Other complications associated with iliac screw fixation include the development of halos (or the "windshield wiper sign"), injury to structures in the sciatic notch, acetabular violation, and hardware prominence6,18,21). Halos around the iliac screws have been reported fairly frequently, but they seem to have no effect on the ultimate achievement of a solid lumbosacral fusion6,18). Indeed, halos around the iliac screws are merely a radiographic finding indicating micromotion around the iliac screw. In this series, there were some halos around the iliac screws in 2 of the patients (patient No. 8 and 13) who had radiographic fusions across the lumbosacral junction. In these cases iliac fixation was used as a temporary structural adjunct until lumbosacral fusion could develop.
Injury to the structures in the sciatic notch (primarily the superior gluteal artery and sciatic nerve) during placement of the iliac screw and rods is rare, and no rates have been reported in large series. In this series, one violation of the greater sciatic notch was suggested radiographically; however, the patient was asymptomatic after surgery. The risk of violating the acetabulum or sciatic notch can be minimized by aiming the screws at the anterior inferior iliac spine19). Hardware prominence continues to be a problem, particularly in thin patients. In one series of 36 patients with iliac screw fixation, 8 required subsequent hardware removal5). In our series, two patients complained of prominence of the iliac hardware, but declined hardware removal. Tumialán et al.19) reported that they could avoid hardware prominence in most cases by burying the screw heads into the PSIS. Additional advances in instrumentation are necessary to resolve this problem.
One of the weaknesses of this study might be the heterogenous diagnostic categories. However, the surgeries, types of implants, and surgical goal were all relatively uniform. Therein, the goals and treatments were uniform in that the surgical goal was fusion of the lumbosacral spine as opposed to a purely degenerative or traumatic etiology.

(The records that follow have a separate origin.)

use anyhow::Result;
use clap::{Parser, Subcommand};
use colored::*;
use std::process::{Command, Stdio};
use std::time::Instant;

#[derive(Parser)]
#[command(name = "x")]
#[command(about = "Development automation for mipsim")]
struct Cli {
    #[command(subcommand)]
    command: Commands,
}

#[derive(Subcommand)]
enum Commands {
    /// Run all CI checks (fmt, clippy, build, test)
    Ci {
        #[arg(long)]
        verbose: bool,
    },
    /// Quick checks before commit (fmt, clippy)
    Check {
        #[arg(long)]
        verbose: bool,
    },
    /// Format code
    Fmt {
        #[arg(long)]
        check: bool,
    },
    /// Run clippy
    Clippy {
        #[arg(long)]
        fix: bool,
    },
    /// Build the project
    Build {
        #[arg(long)]
        release: bool,
    },
    /// Run tests
    Test {
        #[arg(long)]
        doc: bool,
        #[arg(long)]
        ignored: bool,
        /// Run only CPU module tests
        #[arg(long)]
        cpu: bool,
        /// Run only memory module tests
        #[arg(long)]
        memory: bool,
        /// Run only system module tests
        #[arg(long)]
        system: bool,
    },
    /// Run benchmarks
    Bench,
    /// Pre-commit hook (fmt, clippy, test)
    PreCommit,
    /// Install git hooks
    InstallHooks,
}

fn main() -> Result<()> {
    let cli = Cli::parse();

    match cli.command {
        Commands::Ci { verbose } => run_ci(verbose),
        Commands::Check { verbose } => run_check(verbose),
        Commands::Fmt { check } => run_fmt(check),
        Commands::Clippy { fix } => run_clippy(fix),
        Commands::Build { release } => run_build(release),
        Commands::Test {
            doc,
            ignored,
            cpu,
            memory,
            system,
        } => run_test(doc, ignored, cpu, memory, system),
        Commands::Bench => run_bench(),
        Commands::PreCommit => run_pre_commit(),
        Commands::InstallHooks => install_hooks(),
    }
}

fn run_ci(verbose: bool) -> Result<()> {
    println!("{}", "=== Running CI Pipeline ===".bold().blue());

    let start = Instant::now();

    run_task("Format Check", || run_fmt(true), verbose)?;
    run_task("Clippy", run_clippy_ci, verbose)?;
    run_task("Build", run_build, verbose)?;
    run_task("Test", || run_test(false, false, false, false, false), verbose)?;

    let elapsed = start.elapsed();
    println!(
        "\n{} {}",
        "✓ CI passed in".green().bold(),
        format!("{:.2}s", elapsed.as_secs_f64()).bold()
    );

    Ok(())
}

fn run_check(verbose: bool) -> Result<()> {
    println!("{}", "=== Running Quick Checks ===".bold().blue());

    let start = Instant::now();

    run_task("Format Check", || run_fmt(true), verbose)?;
    run_task("Clippy", || run_clippy(false), verbose)?;

    let elapsed = start.elapsed();
    println!(
        "\n{} {}",
        "✓ Checks passed in".green().bold(),
        format!("{:.2}s", elapsed.as_secs_f64()).bold()
    );

    Ok(())
}

fn run_fmt(check: bool) -> Result<()> {
    let mut cmd = Command::new("cargo");
    cmd.arg("fmt").arg("--all");

    if check {
        cmd.arg("--").arg("--check");
    }

    execute_command(&mut cmd)
}

fn run_clippy(fix: bool) -> Result<()> {
    let mut cmd = Command::new("cargo");
    cmd.arg("clippy").arg("--all-targets").arg("--all-features");

    if fix {
        cmd.arg("--fix");
    } else {
        cmd.arg("--").arg("-D").arg("warnings");
    }

    execute_command(&mut cmd)
}

fn run_clippy_ci() -> Result<()> {
    let mut cmd = Command::new("cargo");
    cmd.arg("clippy")
        .arg("--all-targets")
        .arg("--")
        .arg("-D")
        .arg("warnings");

    execute_command(&mut cmd)
}

fn run_build(release: bool) -> Result<()> {
    let mut cmd = Command::new("cargo");
    cmd.arg("build");

    if release {
        cmd.arg("--release");
    }

    execute_command(&mut cmd)
}

fn run_test(doc: bool, ignored: bool, cpu: bool, memory: bool, system: bool) -> Result<()> {
    if doc {
        let mut cmd = Command::new("cargo");
        cmd.arg("test").arg("--doc");

        if ignored {
            cmd.arg("--").arg("--ignored");
        }

        return execute_command(&mut cmd);
    }

    let module_flags = [cpu, memory, system];
    let module_count = module_flags.iter().filter(|&&f| f).count();

    if module_count == 0 {
        let mut cmd = Command::new("cargo");
        cmd.arg("test");

        if ignored {
            cmd.arg("--").arg("--ignored");
        }

        return execute_command(&mut cmd);
    }

    let modules = [
        (cpu, "core::cpu", "CPU"),
        (memory, "core::memory", "Memory"),
        (system, "core::system", "System"),
    ];

    let mut all_success = true;

    for (enabled, module_path, module_name) in modules {
        if !enabled {
            continue;
        }

        println!("{} Running {} tests...", "→".blue(), module_name.bold());

        let mut cmd = Command::new("cargo");
        cmd.arg("test").arg("--lib").arg(module_path);

        if ignored {
            cmd.arg("--").arg("--ignored");
        }

        match execute_command(&mut cmd) {
            Ok(_) => {
                println!("{} {} tests passed\n", "✓".green(), module_name);
            }
            Err(e) => {
                println!("{} {} tests failed\n", "✗".red(), module_name);
                all_success = false;
                if module_count == 1 {
                    return Err(e);
                }
            }
        }
    }

    if all_success {
        Ok(())
    } else {
        anyhow::bail!("Some module tests failed")
    }
}

fn run_bench() -> Result<()> {
    let mut cmd = Command::new("cargo");
    cmd.arg("bench");

    execute_command(&mut cmd)
}

fn run_pre_commit() -> Result<()> {
    println!("{}", "=== Pre-commit Checks ===".bold().blue());

    let start = Instant::now();

    run_task("Format Check", || run_fmt(true), false)?;
    run_task("Clippy", || run_clippy(false), false)?;
    run_task("Test", || run_test(false, false, false, false, false), false)?;

    let elapsed = start.elapsed();
    println!(
        "\n{} {}",
        "✓ Pre-commit checks passed in".green().bold(),
        format!("{:.2}s", elapsed.as_secs_f64()).bold()
    );

    Ok(())
}

fn install_hooks() -> Result<()> {
    use std::fs;

    println!("{}", "Installing git hooks...".bold());

    let hook_content = r#"#!/bin/sh
# Auto-generated by cargo x install-hooks
set -e

echo "Running pre-commit checks..."
cargo x pre-commit
"#;

    let hook_path = ".git/hooks/pre-commit";
    fs::write(hook_path, hook_content)?;

    #[cfg(unix)]
    {
        use std::os::unix::fs::PermissionsExt;

        let mut perms = fs::metadata(hook_path)?.permissions();
        perms.set_mode(0o755);
        fs::set_permissions(hook_path, perms)?;
    }

    println!("{}", "✓ Git hooks installed".green());
    println!("  Pre-commit hook will run: fmt, clippy, test");

    Ok(())
}

fn run_task<F>(name: &str, task: F, verbose: bool) -> Result<()>
where
    F: FnOnce() -> Result<()>,
{
    print!("{} {} ... ", "→".blue(), name);

    let start = Instant::now();

    match task() {
        Ok(_) => {
            let elapsed = start.elapsed();
            println!(
                "{} {}",
                "✓".green().bold(),
                if verbose {
                    format!("({:.2}s)", elapsed.as_secs_f64())
                } else {
                    String::new()
                }
            );
            Ok(())
        }
        Err(e) => {
            println!("{}", "✗".red().bold());
            Err(e)
        }
    }
}

fn execute_command(cmd: &mut Command) -> Result<()> {
    let status = cmd
        .stdout(Stdio::inherit())
        .stderr(Stdio::inherit())
        .status()?;

    if !status.success() {
        anyhow::bail!("Command failed with exit code: {}", status);
    }

    Ok(())
}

Iliac screw placement is a safe and effective adjunct for the management of various complex spine disorders, including long segment fusions, symptomatic pseudoarthrosis of previous lumbosacral fusions, high-grade lumbosacral spondylolisthesis, destructive lumbosacral neoplasms, and sacral fractures. The fusion rate of the lumbosacral junction was satisfactory. The overall outcomes of function and pain were reasonable based on a questionnaire about buttock pain and ODI scores at the final follow-up. Iliac screw placement is an extensive surgical procedure with numerous potential complications, but high success rates can be achieved when it is performed systematically and in appropriately selected patients.